[[ DATA open ]]

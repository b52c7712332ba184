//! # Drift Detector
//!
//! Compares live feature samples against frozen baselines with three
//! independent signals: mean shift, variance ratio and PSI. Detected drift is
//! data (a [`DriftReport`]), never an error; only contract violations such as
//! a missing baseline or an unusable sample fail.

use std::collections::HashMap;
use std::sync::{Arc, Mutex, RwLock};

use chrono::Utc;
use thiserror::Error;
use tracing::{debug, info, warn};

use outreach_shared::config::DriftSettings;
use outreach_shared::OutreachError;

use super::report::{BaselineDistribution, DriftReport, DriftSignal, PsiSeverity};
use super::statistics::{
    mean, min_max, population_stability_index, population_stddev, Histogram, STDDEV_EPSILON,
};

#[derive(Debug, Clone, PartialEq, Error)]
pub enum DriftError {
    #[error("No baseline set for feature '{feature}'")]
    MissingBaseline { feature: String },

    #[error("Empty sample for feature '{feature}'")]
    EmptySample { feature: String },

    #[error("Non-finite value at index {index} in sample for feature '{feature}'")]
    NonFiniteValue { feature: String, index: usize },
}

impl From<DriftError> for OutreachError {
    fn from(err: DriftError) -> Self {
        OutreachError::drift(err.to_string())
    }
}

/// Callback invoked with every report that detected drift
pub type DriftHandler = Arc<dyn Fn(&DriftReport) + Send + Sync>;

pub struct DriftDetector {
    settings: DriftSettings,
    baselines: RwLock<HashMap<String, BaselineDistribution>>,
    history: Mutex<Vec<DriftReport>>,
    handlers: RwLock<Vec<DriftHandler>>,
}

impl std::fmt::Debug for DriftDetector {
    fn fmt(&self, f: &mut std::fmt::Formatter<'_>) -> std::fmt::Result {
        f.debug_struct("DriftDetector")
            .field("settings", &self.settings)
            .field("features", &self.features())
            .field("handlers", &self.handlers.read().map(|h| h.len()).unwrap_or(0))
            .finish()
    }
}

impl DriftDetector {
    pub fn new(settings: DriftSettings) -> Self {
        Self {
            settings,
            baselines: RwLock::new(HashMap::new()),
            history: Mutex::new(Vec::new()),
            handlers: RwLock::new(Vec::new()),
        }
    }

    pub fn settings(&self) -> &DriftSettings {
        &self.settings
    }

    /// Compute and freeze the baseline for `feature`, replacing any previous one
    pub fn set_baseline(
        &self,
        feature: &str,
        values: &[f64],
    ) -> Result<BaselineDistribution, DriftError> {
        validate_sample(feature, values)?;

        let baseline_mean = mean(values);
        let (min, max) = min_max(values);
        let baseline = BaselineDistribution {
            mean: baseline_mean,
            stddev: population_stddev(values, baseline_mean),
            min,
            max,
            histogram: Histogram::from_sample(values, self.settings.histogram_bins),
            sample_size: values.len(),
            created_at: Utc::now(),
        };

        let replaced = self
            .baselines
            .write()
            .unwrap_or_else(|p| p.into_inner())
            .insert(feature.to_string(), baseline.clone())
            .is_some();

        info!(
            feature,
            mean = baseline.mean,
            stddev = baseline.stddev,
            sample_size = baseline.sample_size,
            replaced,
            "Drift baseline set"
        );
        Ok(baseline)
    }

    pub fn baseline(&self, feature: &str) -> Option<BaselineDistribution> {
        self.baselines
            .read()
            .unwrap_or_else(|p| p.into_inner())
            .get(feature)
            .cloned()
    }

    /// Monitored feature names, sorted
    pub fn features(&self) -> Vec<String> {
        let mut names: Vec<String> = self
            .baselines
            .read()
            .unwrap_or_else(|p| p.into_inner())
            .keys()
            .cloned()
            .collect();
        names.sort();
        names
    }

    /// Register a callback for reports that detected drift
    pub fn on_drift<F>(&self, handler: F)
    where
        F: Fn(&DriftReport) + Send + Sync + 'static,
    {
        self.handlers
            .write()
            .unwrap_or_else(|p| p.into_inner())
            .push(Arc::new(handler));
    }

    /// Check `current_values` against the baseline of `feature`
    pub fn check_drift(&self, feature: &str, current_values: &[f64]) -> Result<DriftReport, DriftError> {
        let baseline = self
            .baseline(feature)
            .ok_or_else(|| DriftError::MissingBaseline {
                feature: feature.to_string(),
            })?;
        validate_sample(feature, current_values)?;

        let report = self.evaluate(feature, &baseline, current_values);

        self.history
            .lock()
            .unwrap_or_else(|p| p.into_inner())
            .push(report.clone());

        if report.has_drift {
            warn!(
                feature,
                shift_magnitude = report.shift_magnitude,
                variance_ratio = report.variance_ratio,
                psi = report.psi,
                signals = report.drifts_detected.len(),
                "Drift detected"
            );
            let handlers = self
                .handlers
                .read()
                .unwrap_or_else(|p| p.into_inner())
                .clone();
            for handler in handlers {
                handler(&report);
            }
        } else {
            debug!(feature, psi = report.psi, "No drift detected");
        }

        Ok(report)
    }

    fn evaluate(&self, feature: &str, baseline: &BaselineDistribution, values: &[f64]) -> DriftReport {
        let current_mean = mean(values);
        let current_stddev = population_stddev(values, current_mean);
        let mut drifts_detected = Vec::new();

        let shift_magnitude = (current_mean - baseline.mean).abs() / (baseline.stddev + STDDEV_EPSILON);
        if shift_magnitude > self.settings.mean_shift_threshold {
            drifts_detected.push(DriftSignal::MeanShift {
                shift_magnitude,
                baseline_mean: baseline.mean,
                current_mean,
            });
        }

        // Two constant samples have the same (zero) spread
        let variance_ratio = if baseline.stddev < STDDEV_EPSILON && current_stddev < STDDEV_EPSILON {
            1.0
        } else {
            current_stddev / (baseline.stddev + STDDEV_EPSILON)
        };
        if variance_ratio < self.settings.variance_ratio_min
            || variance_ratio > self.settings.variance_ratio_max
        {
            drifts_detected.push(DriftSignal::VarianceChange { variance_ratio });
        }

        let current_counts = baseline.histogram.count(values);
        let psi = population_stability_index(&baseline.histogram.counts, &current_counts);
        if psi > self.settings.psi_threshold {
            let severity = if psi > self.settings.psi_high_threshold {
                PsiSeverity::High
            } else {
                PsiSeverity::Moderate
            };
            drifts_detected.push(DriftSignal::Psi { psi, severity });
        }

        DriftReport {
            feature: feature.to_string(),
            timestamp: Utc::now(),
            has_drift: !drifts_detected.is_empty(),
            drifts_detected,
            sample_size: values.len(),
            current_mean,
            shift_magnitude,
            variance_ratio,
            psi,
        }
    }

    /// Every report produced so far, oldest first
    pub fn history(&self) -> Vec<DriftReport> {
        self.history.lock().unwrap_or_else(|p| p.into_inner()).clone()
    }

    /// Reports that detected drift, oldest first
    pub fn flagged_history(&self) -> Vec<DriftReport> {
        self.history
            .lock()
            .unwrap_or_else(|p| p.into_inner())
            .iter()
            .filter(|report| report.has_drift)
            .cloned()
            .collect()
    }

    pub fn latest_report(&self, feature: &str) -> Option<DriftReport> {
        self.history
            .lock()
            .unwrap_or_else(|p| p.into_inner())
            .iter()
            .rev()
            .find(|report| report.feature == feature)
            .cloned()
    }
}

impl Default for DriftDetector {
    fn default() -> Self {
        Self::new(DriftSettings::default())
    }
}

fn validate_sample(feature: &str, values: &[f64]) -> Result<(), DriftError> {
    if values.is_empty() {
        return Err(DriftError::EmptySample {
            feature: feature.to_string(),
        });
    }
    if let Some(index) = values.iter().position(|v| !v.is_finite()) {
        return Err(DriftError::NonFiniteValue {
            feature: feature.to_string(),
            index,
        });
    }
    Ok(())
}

[[ DATA closed ]]
[[ DATA open ]]

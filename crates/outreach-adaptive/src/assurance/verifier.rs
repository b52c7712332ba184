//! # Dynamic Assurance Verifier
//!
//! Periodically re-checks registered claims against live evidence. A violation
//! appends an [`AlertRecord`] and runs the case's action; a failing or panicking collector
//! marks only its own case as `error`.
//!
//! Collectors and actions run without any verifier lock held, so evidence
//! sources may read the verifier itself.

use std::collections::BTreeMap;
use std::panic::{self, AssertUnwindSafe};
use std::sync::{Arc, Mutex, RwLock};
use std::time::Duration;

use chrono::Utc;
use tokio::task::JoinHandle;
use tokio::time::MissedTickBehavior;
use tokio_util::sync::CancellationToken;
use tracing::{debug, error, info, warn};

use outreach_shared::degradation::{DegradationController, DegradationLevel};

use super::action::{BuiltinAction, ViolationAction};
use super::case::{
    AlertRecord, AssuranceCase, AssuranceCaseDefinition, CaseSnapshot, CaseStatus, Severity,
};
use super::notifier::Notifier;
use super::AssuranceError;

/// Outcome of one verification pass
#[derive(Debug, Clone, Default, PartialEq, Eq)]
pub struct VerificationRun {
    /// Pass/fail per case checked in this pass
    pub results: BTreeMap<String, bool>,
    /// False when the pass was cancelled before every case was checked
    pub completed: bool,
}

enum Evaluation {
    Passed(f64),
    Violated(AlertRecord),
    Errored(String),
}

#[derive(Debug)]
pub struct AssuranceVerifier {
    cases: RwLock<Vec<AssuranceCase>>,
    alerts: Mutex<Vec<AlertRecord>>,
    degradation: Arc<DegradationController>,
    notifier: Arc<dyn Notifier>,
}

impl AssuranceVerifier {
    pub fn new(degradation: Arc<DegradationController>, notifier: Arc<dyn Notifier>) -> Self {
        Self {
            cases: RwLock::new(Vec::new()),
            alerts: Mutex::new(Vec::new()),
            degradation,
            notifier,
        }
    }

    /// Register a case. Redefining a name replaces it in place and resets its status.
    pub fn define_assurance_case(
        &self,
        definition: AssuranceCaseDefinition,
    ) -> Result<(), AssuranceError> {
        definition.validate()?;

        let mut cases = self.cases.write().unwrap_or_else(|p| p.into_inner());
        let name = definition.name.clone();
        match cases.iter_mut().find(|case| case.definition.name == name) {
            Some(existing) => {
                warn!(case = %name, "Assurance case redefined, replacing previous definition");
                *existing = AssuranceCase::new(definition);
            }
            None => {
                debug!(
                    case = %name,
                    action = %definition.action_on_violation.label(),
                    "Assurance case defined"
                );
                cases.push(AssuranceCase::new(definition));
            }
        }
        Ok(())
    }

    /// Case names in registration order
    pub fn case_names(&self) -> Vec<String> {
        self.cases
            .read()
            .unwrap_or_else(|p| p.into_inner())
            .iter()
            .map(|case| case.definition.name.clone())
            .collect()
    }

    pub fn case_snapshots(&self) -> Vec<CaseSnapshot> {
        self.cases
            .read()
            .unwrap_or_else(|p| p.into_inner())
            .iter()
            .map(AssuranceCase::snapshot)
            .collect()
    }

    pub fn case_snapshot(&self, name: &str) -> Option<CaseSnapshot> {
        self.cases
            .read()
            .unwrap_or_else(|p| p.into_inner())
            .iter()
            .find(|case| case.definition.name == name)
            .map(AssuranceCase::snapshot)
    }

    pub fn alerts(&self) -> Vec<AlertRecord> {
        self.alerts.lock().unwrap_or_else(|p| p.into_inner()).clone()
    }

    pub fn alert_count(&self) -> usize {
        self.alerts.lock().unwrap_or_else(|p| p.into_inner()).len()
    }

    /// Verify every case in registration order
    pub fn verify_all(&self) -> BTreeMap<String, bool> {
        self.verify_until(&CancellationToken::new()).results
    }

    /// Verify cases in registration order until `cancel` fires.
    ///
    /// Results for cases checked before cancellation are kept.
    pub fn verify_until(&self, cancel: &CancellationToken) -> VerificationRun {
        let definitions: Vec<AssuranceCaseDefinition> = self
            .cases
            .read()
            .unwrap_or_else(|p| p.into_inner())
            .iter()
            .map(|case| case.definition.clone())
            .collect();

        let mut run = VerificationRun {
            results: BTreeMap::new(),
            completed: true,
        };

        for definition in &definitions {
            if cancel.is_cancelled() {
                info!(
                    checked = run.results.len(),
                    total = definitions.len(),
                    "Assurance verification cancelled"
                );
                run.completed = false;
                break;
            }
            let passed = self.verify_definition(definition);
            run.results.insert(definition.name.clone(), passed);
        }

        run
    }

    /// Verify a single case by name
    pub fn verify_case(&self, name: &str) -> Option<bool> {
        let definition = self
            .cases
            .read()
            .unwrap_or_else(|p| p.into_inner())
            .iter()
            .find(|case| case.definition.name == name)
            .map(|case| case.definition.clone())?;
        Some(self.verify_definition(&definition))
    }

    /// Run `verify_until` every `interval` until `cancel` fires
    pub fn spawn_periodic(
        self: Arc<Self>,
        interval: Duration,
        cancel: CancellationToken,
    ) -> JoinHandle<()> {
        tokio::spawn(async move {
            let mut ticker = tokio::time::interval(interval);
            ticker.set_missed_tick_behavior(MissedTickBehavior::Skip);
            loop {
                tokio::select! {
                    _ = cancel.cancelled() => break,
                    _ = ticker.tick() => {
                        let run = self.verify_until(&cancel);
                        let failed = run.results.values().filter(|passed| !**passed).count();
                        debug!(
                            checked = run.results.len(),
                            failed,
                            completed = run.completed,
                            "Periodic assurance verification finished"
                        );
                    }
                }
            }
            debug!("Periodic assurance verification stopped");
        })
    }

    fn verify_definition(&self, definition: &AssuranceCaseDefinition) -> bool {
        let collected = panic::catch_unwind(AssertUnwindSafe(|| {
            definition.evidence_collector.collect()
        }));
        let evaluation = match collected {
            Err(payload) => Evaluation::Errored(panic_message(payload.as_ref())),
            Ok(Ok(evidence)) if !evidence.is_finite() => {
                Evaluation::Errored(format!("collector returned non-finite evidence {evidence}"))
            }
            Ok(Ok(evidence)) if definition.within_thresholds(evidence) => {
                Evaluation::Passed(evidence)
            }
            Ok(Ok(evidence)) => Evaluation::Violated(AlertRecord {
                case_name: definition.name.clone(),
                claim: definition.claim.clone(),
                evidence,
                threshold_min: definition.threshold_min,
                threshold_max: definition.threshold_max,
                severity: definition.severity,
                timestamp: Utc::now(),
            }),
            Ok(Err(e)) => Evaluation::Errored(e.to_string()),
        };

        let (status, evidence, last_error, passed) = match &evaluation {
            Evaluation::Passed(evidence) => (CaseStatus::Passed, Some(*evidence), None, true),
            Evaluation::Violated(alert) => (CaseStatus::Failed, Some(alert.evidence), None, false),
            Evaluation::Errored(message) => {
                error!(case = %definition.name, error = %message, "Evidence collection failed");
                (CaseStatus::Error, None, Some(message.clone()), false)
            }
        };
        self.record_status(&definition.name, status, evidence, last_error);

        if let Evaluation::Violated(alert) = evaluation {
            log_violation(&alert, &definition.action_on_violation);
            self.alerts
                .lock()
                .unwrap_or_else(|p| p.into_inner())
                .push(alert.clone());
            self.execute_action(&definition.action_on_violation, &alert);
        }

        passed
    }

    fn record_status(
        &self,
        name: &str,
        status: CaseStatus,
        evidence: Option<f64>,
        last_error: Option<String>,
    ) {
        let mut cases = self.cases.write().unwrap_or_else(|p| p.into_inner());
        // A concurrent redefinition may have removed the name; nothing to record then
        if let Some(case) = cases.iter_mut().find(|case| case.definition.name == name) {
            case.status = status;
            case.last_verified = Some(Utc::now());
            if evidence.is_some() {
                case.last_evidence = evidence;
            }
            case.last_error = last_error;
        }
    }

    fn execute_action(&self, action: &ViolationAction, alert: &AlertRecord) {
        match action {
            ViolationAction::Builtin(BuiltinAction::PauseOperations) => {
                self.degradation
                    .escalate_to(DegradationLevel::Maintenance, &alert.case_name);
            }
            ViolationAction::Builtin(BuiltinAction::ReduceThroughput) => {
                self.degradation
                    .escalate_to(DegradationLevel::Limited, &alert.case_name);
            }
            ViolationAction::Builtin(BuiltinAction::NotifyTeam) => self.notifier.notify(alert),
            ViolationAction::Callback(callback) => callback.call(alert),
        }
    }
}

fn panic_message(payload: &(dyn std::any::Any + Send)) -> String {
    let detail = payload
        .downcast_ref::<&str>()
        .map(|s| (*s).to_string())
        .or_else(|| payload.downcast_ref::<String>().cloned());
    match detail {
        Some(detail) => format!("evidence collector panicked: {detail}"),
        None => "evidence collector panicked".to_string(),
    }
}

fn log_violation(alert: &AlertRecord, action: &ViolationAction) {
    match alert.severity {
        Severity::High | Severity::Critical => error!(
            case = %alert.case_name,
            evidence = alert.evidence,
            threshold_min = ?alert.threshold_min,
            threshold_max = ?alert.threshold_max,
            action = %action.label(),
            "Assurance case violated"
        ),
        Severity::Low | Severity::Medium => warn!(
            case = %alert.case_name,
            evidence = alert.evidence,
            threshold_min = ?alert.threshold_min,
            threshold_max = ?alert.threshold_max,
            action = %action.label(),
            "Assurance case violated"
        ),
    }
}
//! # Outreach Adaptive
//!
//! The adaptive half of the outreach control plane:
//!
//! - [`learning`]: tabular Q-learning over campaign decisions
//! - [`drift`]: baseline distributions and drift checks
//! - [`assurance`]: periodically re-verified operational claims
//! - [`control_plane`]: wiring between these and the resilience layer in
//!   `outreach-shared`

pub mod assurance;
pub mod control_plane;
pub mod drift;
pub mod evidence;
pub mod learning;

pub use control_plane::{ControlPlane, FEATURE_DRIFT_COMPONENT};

[[ DATA closed ]]

Whenever a line above includes the string "completed", copy it.

    pub completed: bool,
            completed: true,
                run.completed = false;
                            completed = run.completed,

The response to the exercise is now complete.